There was a time in my advocacy — and maybe you’ll recognise this in yourself too — when the phrase “the neurotypicals” felt like a convenient shorthand. It was a way to name the people who didn’t understand, who dismissed our experiences, who expected us to bend ourselves into exhausting shapes just to be accepted. It was a way to push back.

But somewhere along the way, that phrase started to feel… off.

It wasn’t that my experiences of being marginalised or misunderstood had changed. It’s not that the hurt disappeared. But I started noticing that the harm wasn’t coming from people simply because they were neurotypical. It was coming from systems. From power. From a narrow framework that told all of us — neurodivergent or not — what it means to be “normal,” “acceptable,” or “successful.”

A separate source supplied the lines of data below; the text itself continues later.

//! Sphinx Scrub
//!
//! Post-processing hooks for Sphinx API reference builds: cleans generated
//! reStructuredText page sources and filters private members out of the docs.

pub mod cleaner;
pub mod config;
pub mod error;
pub mod extension;
pub mod members;

pub use cleaner::{clean_source, AUTOMODULE_MARKER};
pub use config::{InclusionTable, ScrubConfig};
pub use error::ScrubError;
pub use extension::{AutodocHooks, ScrubExtension};
pub use members::{MemberDescriptor, MemberFilter, MemberKind};
//! Configuration for the scrub extension.
//!
//! The host build hands configuration over as in-memory YAML or JSON text;
//! nothing here touches the filesystem. The table is built once at startup
//! and passed explicitly to the components that hold it.

use indexmap::IndexMap;
use serde::{Deserialize, Serialize};

use crate::error::ScrubError;

/// Allow-list of members per module and class.
///
/// Maps a module-qualified name to the classes it exposes, and each class to
/// the member names permitted through the filter. Declaration order is
/// preserved across serde round trips.
#[derive(Debug, Clone, Default, PartialEq, Eq, Serialize, Deserialize)]
#[serde(transparent)]
pub struct InclusionTable {
    modules: IndexMap<String, IndexMap<String, Vec<String>>>,
}

impl InclusionTable {
    /// Create an empty table.
    pub fn new() -> Self {
        Self::default()
    }

    /// Record the permitted members for a class of a module, replacing any
    /// previous entry for that class.
    pub fn insert(
        &mut self,
        module: impl Into<String>,
        class: impl Into<String>,
        members: impl IntoIterator<Item = impl Into<String>>,
    ) {
        self.modules
            .entry(module.into())
            .or_default()
            .insert(class.into(), members.into_iter().map(Into::into).collect());
    }

    pub fn is_empty(&self) -> bool {
        self.modules.is_empty()
    }

    /// Number of modules with at least one entry.
    pub fn module_count(&self) -> usize {
        self.modules.len()
    }

    /// The members permitted for a class, if the module and class are listed.
    pub fn allowed_members(&self, module: &str, class: &str) -> Option<&[String]> {
        self.modules
            .get(module)
            .and_then(|classes| classes.get(class))
            .map(Vec::as_slice)
    }

    /// Whether the table explicitly permits a member.
    ///
    /// An unlisted module or class permits nothing; a listed class permits
    /// exactly the member names it enumerates.
    pub fn permits(&self, module: &str, class: &str, member: &str) -> bool {
        self.allowed_members(module, class)
            .map(|members| members.iter().any(|m| m == member))
            .unwrap_or(false)
    }

    fn validate(&self) -> Result<(), ScrubError> {
        for (module, classes) in &self.modules {
            if module.is_empty() {
                return Err(ScrubError::ValidationError(
                    "Inclusion table contains an empty module name".to_string(),
                ));
            }
            for (class, members) in classes {
                if class.is_empty() {
                    return Err(ScrubError::ValidationError(format!(
                        "Module '{}' contains an empty class name",
                        module
                    )));
                }
                if members.iter().any(String::is_empty) {
                    return Err(ScrubError::ValidationError(format!(
                        "Class '{}.{}' lists an empty member name",
                        module, class
                    )));
                }
            }
        }
        Ok(())
    }
}

/// Configuration handed to the extension by the host build.
#[derive(Debug, Clone, PartialEq, Eq, Serialize, Deserialize)]
#[serde(default)]
pub struct ScrubConfig {
    /// Members allowed through the filter, per module and class.
    pub include_members: InclusionTable,
}

impl Default for ScrubConfig {
    /// The configuration the API reference build ships with.
    fn default() -> Self {
        let mut include_members = InclusionTable::new();
        include_members.insert("inferences.inferences", "Inferences", ["__init__"]);
        Self { include_members }
    }
}

impl ScrubConfig {
    /// Parse configuration from YAML text.
    pub fn from_yaml_str(text: &str) -> Result<Self, ScrubError> {
        let config: Self =
            serde_yaml::from_str(text).map_err(|e| ScrubError::ConfigError(e.to_string()))?;
        config.validate()?;
        Ok(config)
    }

    /// Parse configuration from JSON text.
    pub fn from_json_str(text: &str) -> Result<Self, ScrubError> {
        let config: Self =
            serde_json::from_str(text).map_err(|e| ScrubError::ConfigError(e.to_string()))?;
        config.validate()?;
        Ok(config)
    }

    /// Check the configuration for malformed entries.
    pub fn validate(&self) -> Result<(), ScrubError> {
        self.include_members.validate()
    }
}

#[cfg(test)]
mod tests {
    use super::*;

    #[test]
    fn test_default_config_carries_shipped_table() {
        let config = ScrubConfig::default();
        assert_eq!(config.include_members.module_count(), 1);
        assert_eq!(
            config
                .include_members
                .allowed_members("inferences.inferences", "Inferences"),
            Some(&["__init__".to_string()][..])
        );
    }

    #[test]
    fn test_permits_requires_listed_module_class_and_member() {
        let mut table = InclusionTable::new();
        table.insert("pkg.core", "Client", ["connect", "close"]);

        assert!(table.permits("pkg.core", "Client", "connect"));
        assert!(table.permits("pkg.core", "Client", "close"));
        assert!(!table.permits("pkg.core", "Client", "retry"));
        assert!(!table.permits("pkg.core", "Server", "connect"));
        assert!(!table.permits("pkg.other", "Client", "connect"));
    }

    #[test]
    fn test_allowed_members_missing_entries() {
        let table = InclusionTable::new();
        assert!(table.is_empty());
        assert_eq!(table.allowed_members("pkg", "Class"), None);
    }

    #[test]
    fn test_insert_replaces_class_entry() {
        let mut table = InclusionTable::new();
        table.insert("pkg", "Client", ["a"]);
        table.insert("pkg", "Client", ["b", "c"]);

        assert_eq!(
            table.allowed_members("pkg", "Client"),
            Some(&["b".to_string(), "c".to_string()][..])
        );
        assert_eq!(table.module_count(), 1);
    }

    #[test]
    fn test_from_yaml_str() {
        let config = ScrubConfig::from_yaml_str(
            r#"
include_members:
  inferences.inferences:
    Inferences: ["__init__"]
  pkg.core:
    Client: [connect]
"#,
        )
        .unwrap();

        assert_eq!(config.include_members.module_count(), 2);
        assert!(config
            .include_members
            .permits("inferences.inferences", "Inferences", "__init__"));
        assert!(config.include_members.permits("pkg.core", "Client", "connect"));
    }

    #[test]
    fn test_from_yaml_str_missing_key_uses_shipped_table() {
        let config = ScrubConfig::from_yaml_str("{}").unwrap();
        assert_eq!(config, ScrubConfig::default());
    }

    #[test]
    fn test_from_json_str() {
        let config = ScrubConfig::from_json_str(
            r#"{"include_members": {"pkg.core": {"Client": ["connect"]}}}"#,
        )
        .unwrap();

        assert!(config.include_members.permits("pkg.core", "Client", "connect"));
        assert!(!config
            .include_members
            .permits("inferences.inferences", "Inferences", "__init__"));
    }

    #[test]
    fn test_from_yaml_str_rejects_garbage() {
        let err = ScrubConfig::from_yaml_str("include_members: 42").unwrap_err();
        assert!(matches!(err, ScrubError::ConfigError(_)));

        let err = ScrubConfig::from_json_str("{\"include_members\": [").unwrap_err();
        assert!(matches!(err, ScrubError::ConfigError(_)));
    }

    #[test]
    fn test_validate_rejects_empty_names() {
        let mut table = InclusionTable::new();
        table.insert("", "Client", ["connect"]);
        let config = ScrubConfig {
            include_members: table,
        };
        assert!(matches!(
            config.validate(),
            Err(ScrubError::ValidationError(_))
        ));

        let mut table = InclusionTable::new();
        table.insert("pkg", "Client", [""]);
        let config = ScrubConfig {
            include_members: table,
        };
        assert!(matches!(
            config.validate(),
            Err(ScrubError::ValidationError(_))
        ));
    }

    #[test]
    fn test_declaration_order_preserved() {
        let config = ScrubConfig::from_yaml_str(
            r#"
include_members:
  z.last:
    Z: [run]
  a.first:
    A: [run]
"#,
        )
        .unwrap();

        let yaml = serde_yaml::to_string(&config).unwrap();
        let z_pos = yaml.find("z.last").unwrap();
        let a_pos = yaml.find("a.first").unwrap();
        assert!(z_pos < a_pos);
    }
}
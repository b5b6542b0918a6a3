//! Hook adapter between the documentation build and the scrubbing logic.
//!
//! A build host drives two events: one carrying each page's source text
//! before it is parsed, and one asking whether a candidate member belongs in
//! the generated API docs. [`ScrubExtension`] answers both.

use anyhow::{Context, Result};
use log::{debug, info};
use std::collections::HashMap;

use crate::cleaner::clean_source;
use crate::config::{InclusionTable, ScrubConfig};
use crate::members::{MemberDescriptor, MemberFilter, MemberKind};

/// Event surface a documentation build host calls into.
///
/// `on_source_read` mirrors the host convention of passing the page text as
/// the first element of a mutable container, to be updated in place.
/// `on_skip_member` returns the exclusion decision directly.
pub trait AutodocHooks {
    /// Name the extension registers under.
    fn name(&self) -> &'static str;

    /// Rewrite a page's source text before parsing.
    fn on_source_read(&self, docname: &str, source: &mut Vec<String>);

    /// Whether the named member should be excluded from the docs.
    fn on_skip_member(
        &self,
        what: &str,
        name: &str,
        default_skip: bool,
        options: &HashMap<String, String>,
    ) -> bool;
}

/// The scrubbing extension: cleans generated page sources and filters
/// members out of the API docs.
pub struct ScrubExtension {
    filter: MemberFilter,
}

impl Default for ScrubExtension {
    fn default() -> Self {
        Self::new(ScrubConfig::default())
    }
}

impl ScrubExtension {
    /// Build the extension from an already assembled configuration.
    pub fn new(config: ScrubConfig) -> Self {
        info!(
            "Scrub extension ready, inclusion table covers {} module(s)",
            config.include_members.module_count()
        );
        Self {
            filter: MemberFilter::new(config.include_members),
        }
    }

    /// Build the extension from YAML configuration text.
    pub fn from_yaml_str(text: &str) -> Result<Self> {
        let config =
            ScrubConfig::from_yaml_str(text).context("Failed to load scrub configuration")?;
        Ok(Self::new(config))
    }

    /// The allow-list carried by the member filter.
    pub fn inclusion_table(&self) -> &InclusionTable {
        self.filter.inclusion_table()
    }
}

impl AutodocHooks for ScrubExtension {
    fn name(&self) -> &'static str {
        "sphinx_scrub"
    }

    fn on_source_read(&self, docname: &str, source: &mut Vec<String>) {
        if let Some(text) = source.first_mut() {
            let cleaned = clean_source(text);
            debug!(
                "Cleaned source of '{}' ({} -> {} bytes)",
                docname,
                text.len(),
                cleaned.len()
            );
            *text = cleaned;
        }
    }

    fn on_skip_member(
        &self,
        what: &str,
        name: &str,
        _default_skip: bool,
        _options: &HashMap<String, String>,
    ) -> bool {
        let member = MemberDescriptor::new(MemberKind::from_what(what), name);
        let skip = self.filter.should_skip(&member);
        if skip {
            debug!("Skipping {} '{}'", member.kind, member.name);
        }
        skip
    }
}
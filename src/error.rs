//! Error types for configuration handling.

use thiserror::Error;

/// Errors surfaced while assembling the extension from configuration text.
///
/// The hook operations themselves are total: every page text and every member
/// descriptor is accepted, so nothing in the event path returns an error.
#[derive(Debug, Error)]
pub enum ScrubError {
    /// Configuration text could not be parsed.
    #[error("Configuration error: {0}")]
    ConfigError(String),

    /// Configuration parsed but contains malformed entries.
    #[error("Validation error: {0}")]
    ValidationError(String),
}

#[cfg(test)]
mod tests {
    use super::*;

    #[test]
    fn test_error_messages() {
        let err = ScrubError::ConfigError("bad yaml".to_string());
        assert_eq!(err.to_string(), "Configuration error: bad yaml");

        let err = ScrubError::ValidationError("empty module name".to_string());
        assert_eq!(err.to_string(), "Validation error: empty module name");
    }
}
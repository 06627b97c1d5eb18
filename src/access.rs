//! Who is calling and what they may do.
//!
//! Every privileged operation asks for a [`Capability`]; the admin registry and
//! the caller's hierarchy role are the only two sources of privilege.

use axum::{async_trait, extract::FromRequestParts, http::request::Parts};
use tracing::warn;
use uuid::Uuid;

use crate::{
    auth::AuthUser, config::PolicyConfig, error::AppError, state::AppState,
    validate::normalize_email,
};

#[derive(Debug, Clone, Copy, PartialEq, Eq)]
pub enum Capability {
    ManageAdmins,
    AssignRoles,
    SetTrial,
    ModerateUsers,
    ViewDirectory,
    ManageRoleHierarchy,
    DeleteRoleDefinition,
}

#[derive(Debug, Clone)]
pub struct Caller {
    pub id: Uuid,
    /// Lowercased.
    pub email: String,
    pub is_admin: bool,
    pub role: Option<String>,
}

impl Caller {
    pub async fn resolve(state: &AppState, user: AuthUser) -> Result<Self, AppError> {
        let email = match user.email {
            Some(email) => email,
            None => state
                .identity
                .get_user(user.id)
                .await?
                .and_then(|u| u.email)
                .ok_or_else(|| AppError::Unauthorized("Unknown caller".into()))?,
        };
        let email = normalize_email(&email);
        let is_admin = state.admins.contains(&email).await?;
        let role = state.profiles.badge_of(user.id).await?.map(|b| b.role);
        Ok(Self {
            id: user.id,
            email,
            is_admin,
            role,
        })
    }

    pub fn can(&self, cap: Capability, policy: &PolicyConfig) -> bool {
        match cap {
            Capability::ManageAdmins
            | Capability::AssignRoles
            | Capability::SetTrial
            | Capability::ModerateUsers
            | Capability::ViewDirectory => self.is_admin,
            Capability::ManageRoleHierarchy => self
                .role
                .as_ref()
                .is_some_and(|r| policy.hierarchy_editor_roles.contains(r)),
            Capability::DeleteRoleDefinition => {
                self.role.as_deref() == Some(policy.supreme_role.as_str())
            }
        }
    }

    pub fn require(&self, cap: Capability, policy: &PolicyConfig) -> Result<(), AppError> {
        if self.can(cap, policy) {
            return Ok(());
        }
        warn!(caller = %self.email, ?cap, "capability denied");
        let msg = match cap {
            Capability::ManageAdmins => "Only admins can manage admins".to_string(),
            Capability::AssignRoles => "Only admins can assign roles".to_string(),
            Capability::SetTrial => "Only admins can change trial length".to_string(),
            Capability::ModerateUsers => "Only admins can moderate users".to_string(),
            Capability::ViewDirectory => "Only admins can list users".to_string(),
            Capability::ManageRoleHierarchy => {
                "Insufficient permissions to update role hierarchy".to_string()
            }
            Capability::DeleteRoleDefinition => {
                format!("Only {}s can delete roles", policy.supreme_role)
            }
        };
        Err(AppError::forbidden(msg))
    }
}

#[async_trait]
impl FromRequestParts<AppState> for Caller {
    type Rejection = AppError;

    async fn from_request_parts(
        parts: &mut Parts,
        state: &AppState,
    ) -> Result<Self, Self::Rejection> {
        let user = AuthUser::from_request_parts(parts, state).await?;
        Caller::resolve(state, user).await
    }
}
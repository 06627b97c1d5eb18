use std::net::SocketAddr;

use axum::{routing::get, Router};
use tower_http::{cors::CorsLayer, trace::TraceLayer};

use crate::state::AppState;
use crate::{admins, roles, users};

pub fn build_app(state: AppState) -> Router {
    Router::new()
        .nest(
            "/api/v1",
            Router::new()
                .merge(admins::router())
                .merge(roles::router())
                .merge(users::router())
                .route("/health", get(|| async { "ok" })),
        )
        .with_state(state)
        .layer(CorsLayer::permissive())
        .layer(
            TraceLayer::new_for_http()
                .make_span_with(|req: &axum::http::Request<_>| {
                    let method = req.method().clone();
                    let uri = req.uri().clone();
                    tracing::info_span!(
                        "http_request",
                        %method,
                        uri = %uri,
                        status = tracing::field::Empty
                    )
                })
                .on_response(
                    |res: &axum::http::Response<_>,
                     latency: std::time::Duration,
                     span: &tracing::Span| {
                        let status = res.status();
                        span.record("status", tracing::field::display(status));
                        let latency_ms = latency.as_millis() as u64;
                        if status.is_server_error() {
                            tracing::error!(%status, latency_ms, "response");
                        } else {
                            tracing::info!(%status, latency_ms, "response");
                        }
                    },
                ),
        )
}

pub async fn serve(app: Router) -> anyhow::Result<()> {
    let addr: SocketAddr = format!(
        "{}:{}",
        std::env::var("APP_HOST").unwrap_or_else(|_| "0.0.0.0".into()),
        std::env::var("APP_PORT").unwrap_or_else(|_| "8080".into())
    )
    .parse()?;

    tracing::info!("listening on {}", addr);
    let listener = tokio::net::TcpListener::bind(addr).await?;
    axum::serve(listener, app).await?;
    Ok(())
}
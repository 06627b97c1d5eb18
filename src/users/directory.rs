//! Paged user directory: provider accounts joined with role badges and trial state.
//!
//! Without a search term only the requested provider page is loaded, so sorting is
//! correct within that page only. A search walks every provider page, filters, sorts
//! across all matches and then pages the result.

use std::cmp::Ordering;

use serde::{Deserialize, Serialize};
use time::OffsetDateTime;
use uuid::Uuid;

use super::{
    repo::RoleBadge,
    trial::{classify, compute_expiry, trial_days_for, TrialState},
};
use crate::{
    access::{Caller, Capability},
    config::PolicyConfig,
    error::AppError,
    identity::{list_all, DirectoryUser},
    state::AppState,
};

pub const DEFAULT_PAGE_SIZE: u32 = 30;
pub const MAX_PAGE_SIZE: u32 = 100;
const MISSING_NAME: &str = "N/A";

#[derive(Debug, Clone, Copy, Default, PartialEq, Eq, Deserialize)]
#[serde(rename_all = "snake_case")]
pub enum SortColumn {
    #[default]
    #[serde(alias = "uid")]
    Id,
    Email,
    Name,
    Role,
    CreatedAt,
    TrialEnd,
}

#[derive(Debug, Clone, Copy, Default, PartialEq, Eq, Deserialize)]
#[serde(rename_all = "lowercase")]
pub enum SortDirection {
    #[default]
    Asc,
    Desc,
}

#[derive(Debug, Clone, Default, Deserialize)]
#[serde(rename_all = "camelCase")]
pub struct ListQuery {
    pub page: Option<u32>,
    pub page_size: Option<u32>,
    pub search: Option<String>,
    pub sort: Option<SortColumn>,
    pub direction: Option<SortDirection>,
}

#[derive(Debug, Clone, Serialize)]
pub struct UserRow {
    pub id: Uuid,
    pub email: String,
    pub name: String,
    pub avatar_url: Option<String>,
    #[serde(with = "time::serde::rfc3339")]
    pub created_at: OffsetDateTime,
    #[serde(with = "time::serde::rfc3339::option")]
    pub last_sign_in_at: Option<OffsetDateTime>,
    pub role: Option<String>,
    pub role_color: Option<String>,
    pub trial_days: u32,
    #[serde(with = "time::serde::rfc3339::option")]
    pub trial_end: Option<OffsetDateTime>,
    pub trial_state: TrialState,
    pub banned: bool,
}

#[derive(Debug, Serialize)]
#[serde(rename_all = "camelCase")]
pub struct UserListing {
    pub users: Vec<UserRow>,
    pub page: u32,
    pub total_pages: u32,
}

pub(crate) fn join_row(
    user: DirectoryUser,
    badge: Option<RoleBadge>,
    policy: &PolicyConfig,
    now: OffsetDateTime,
) -> UserRow {
    let trial_days = trial_days_for(&user, policy.default_trial_days);
    let trial_end = compute_expiry(user.created_at, trial_days, policy.trial_offset);
    let trial_state = trial_end.map_or(TrialState::Active, |end| classify(now, end));
    let (role, role_color) = match badge {
        Some(b) => (Some(b.role), Some(b.color)),
        None => (None, None),
    };
    UserRow {
        id: user.id,
        name: user.display_name().unwrap_or(MISSING_NAME).to_string(),
        avatar_url: user.avatar_url().map(String::from),
        banned: user.is_banned(now),
        email: user.email.unwrap_or_default(),
        created_at: user.created_at,
        last_sign_in_at: user.last_sign_in_at,
        role,
        role_color,
        trial_days,
        trial_end,
        trial_state,
    }
}

/// Case-insensitive substring match on email, name or role. `needle` is lowercase.
pub(crate) fn matches(row: &UserRow, needle: &str) -> bool {
    [Some(row.email.as_str()), Some(row.name.as_str()), row.role.as_deref()]
        .into_iter()
        .flatten()
        .any(|field| field.to_lowercase().contains(needle))
}

fn text_key(value: Option<&str>) -> String {
    value.unwrap_or_default().to_lowercase()
}

fn compare(a: &UserRow, b: &UserRow, column: SortColumn) -> Ordering {
    match column {
        SortColumn::Id => a.id.to_string().cmp(&b.id.to_string()),
        SortColumn::Email => text_key(Some(&a.email)).cmp(&text_key(Some(&b.email))),
        SortColumn::Name => text_key(Some(&a.name)).cmp(&text_key(Some(&b.name))),
        SortColumn::Role => text_key(a.role.as_deref()).cmp(&text_key(b.role.as_deref())),
        SortColumn::CreatedAt => a.created_at.cmp(&b.created_at),
        SortColumn::TrialEnd => a.trial_end.cmp(&b.trial_end),
    }
}

/// Stable: equal keys keep provider order in both directions.
pub(crate) fn sort_rows(rows: &mut [UserRow], column: SortColumn, direction: SortDirection) {
    rows.sort_by(|a, b| {
        let ord = compare(a, b, column);
        match direction {
            SortDirection::Asc => ord,
            SortDirection::Desc => ord.reverse(),
        }
    });
}

fn page_count(total: u64, page_size: u32) -> u32 {
    let pages = total.div_ceil(u64::from(page_size)).max(1);
    u32::try_from(pages).unwrap_or(u32::MAX)
}

async fn join_all(
    state: &AppState,
    users: Vec<DirectoryUser>,
    now: OffsetDateTime,
) -> Result<Vec<UserRow>, AppError> {
    let ids: Vec<Uuid> = users.iter().map(|u| u.id).collect();
    let mut badges = state.profiles.badges_for(&ids).await?;
    let policy = &state.config.policy;
    Ok(users
        .into_iter()
        .map(|u| {
            let badge = badges.remove(&u.id);
            join_row(u, badge, policy, now)
        })
        .collect())
}

pub async fn list_users(
    state: &AppState,
    caller: &Caller,
    query: ListQuery,
    now: OffsetDateTime,
) -> Result<UserListing, AppError> {
    caller.require(Capability::ViewDirectory, &state.config.policy)?;

    let page = query.page.unwrap_or(1).max(1);
    let page_size = query
        .page_size
        .unwrap_or(DEFAULT_PAGE_SIZE)
        .clamp(1, MAX_PAGE_SIZE);
    let column = query.sort.unwrap_or_default();
    let direction = query.direction.unwrap_or_default();
    let needle = query
        .search
        .as_deref()
        .map(|s| s.trim().to_lowercase())
        .filter(|s| !s.is_empty());

    let Some(needle) = needle else {
        let batch = state.identity.list_users(page, page_size).await?;
        let fetched = batch.users.len() as u64;
        // Without a reported total, a full page means there may be one more.
        let total = batch.total.unwrap_or_else(|| {
            let before = u64::from(page - 1) * u64::from(page_size);
            if fetched == u64::from(page_size) {
                before + fetched + 1
            } else {
                before + fetched
            }
        });
        let mut rows = join_all(state, batch.users, now).await?;
        sort_rows(&mut rows, column, direction);
        return Ok(UserListing {
            users: rows,
            page,
            total_pages: page_count(total, page_size),
        });
    };

    let everyone = list_all(state.identity.as_ref()).await?;
    let mut rows: Vec<UserRow> = join_all(state, everyone, now)
        .await?
        .into_iter()
        .filter(|r| matches(r, &needle))
        .collect();
    sort_rows(&mut rows, column, direction);

    let total_pages = page_count(rows.len() as u64, page_size);
    let start = (page as usize - 1).saturating_mul(page_size as usize);
    let users = rows.into_iter().skip(start).take(page_size as usize).collect();
    Ok(UserListing {
        users,
        page,
        total_pages,
    })
}
mod dto;
pub mod handlers;
pub mod repo;
pub mod services;

use crate::state::AppState;
use axum::Router;

pub fn router() -> Router<AppState> {
    handlers::admin_routes()
}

People Aren’t the Problem. Systems Are.

The problem isn’t “neurotypicals.” The problem is the experts, institutions, and ideologies that divide us by positioning one way of thinking, feeling, or being as superior to all others. It’s the idea that there is a single right way to communicate. A correct way to move your body. A proper way to make friends. A universal blueprint for development. All of it nonsense — and yet, all of it taught as truth.

And those ideas don’t just live in psychology textbooks. They’re enforced in classrooms, therapy rooms, workplaces, and even in our own self-perceptions. We internalise these “shoulds.” We learn to apologise for who we are. We learn to believe we are broken — or worse, that we must be fixed.

But here’s the thing: it’s not just Autistic or neurodivergent people who get hurt by these messages. Neurotypical people are being shaped by them too. Controlled by them. Held to impossible standards. Shamed for expressing vulnerability. Rewarded for conformity. Taught not to listen.

That’s not a healthy system for anyone.

Divide and Conquer: The Oldest Trick in the Book

One of the most insidious strategies these systems use is divide and conquer. And it works.

We’re told to mistrust one another. Neurodivergent folks are told that neurotypicals don’t care, don’t listen, and are inherently the problem. Neurotypical parents are told that Autistic adults are angry, extreme, and “not like” their children. Professionals are told not to question the frameworks they’re trained in, or else risk their reputation. And when any of us do question — we’re framed as difficult, non-compliant, or radical.

This division benefits those in power. Because when we’re arguing with each other, we’re not challenging the systems that hurt all of us.

I’ve seen well-meaning parents and teachers pushed into roles where they enforce compliance-based approaches, not because they’re cruel — but because they’ve been convinced it’s “what works.” I’ve seen Autistic people hurt by that and understandably lash out, but in doing so, push away potential allies. I’ve seen professionals burn out because they knew something felt wrong, but didn’t feel supported to challenge it.

Divide and conquer keeps us blaming each other. It distracts us from asking: who benefits from our disconnection?

Experts and the Illusion of Objectivity

When I talk about “experts,” I don’t mean people who have knowledge — I mean the ones who weaponise it. The ones who build entire careers on the pathology of others. Who look at distress and see it as deviance. Who publish frameworks, guides, and “interventions” that are based on control rather than compassion. The ones who are too often listened to — while Autistic voices are seen as biased, too emotional, too close to the issue.

The expert gaze turns people into problems. It breaks us down into checklists and diagnostic criteria. It names our expressions as “symptoms” and our preferences as “challenges.”

And even when those experts use neurodiversity language, many still centre themselves as the solution. It’s a repackaging of the same power imbalance. New words, same pedestal.

My Own Evolution

I’ve been angry. I’ve been dismissive. I’ve painted people with broad strokes. That was part of my process. And in some ways, it was necessary — to name injustice, to create a boundary, to say no more.

But I’ve come to see that the real enemy isn’t a group of people. It’s a structure. A system. A worldview that convinces all of us there’s only oneright way to be.

When I stopped saying “the neurotypicals,” I made room for connection. For collaboration. For allies. For nuance. I made space for the neurotypical teacher who wants to learn. For the parent who feels like they’ve been lied to by professionals. For the therapist who’s unlearning everything they were taught. And even for myself — when I believed things that weren’t true, and passed them on.

We’re Not Broken. And We’re Not Opposites.

It’s tempting to think in binaries — us versus them, broken versus whole, right versus wrong. But the truth is far more complicated, and far more liberating.

We’re not here to replace one rigid worldview with another. We’re here to dismantle the idea that there was ever only one to begin with.

When we stop blaming “the neurotypicals,” we can start blaming the right things. And we can start building something better — together.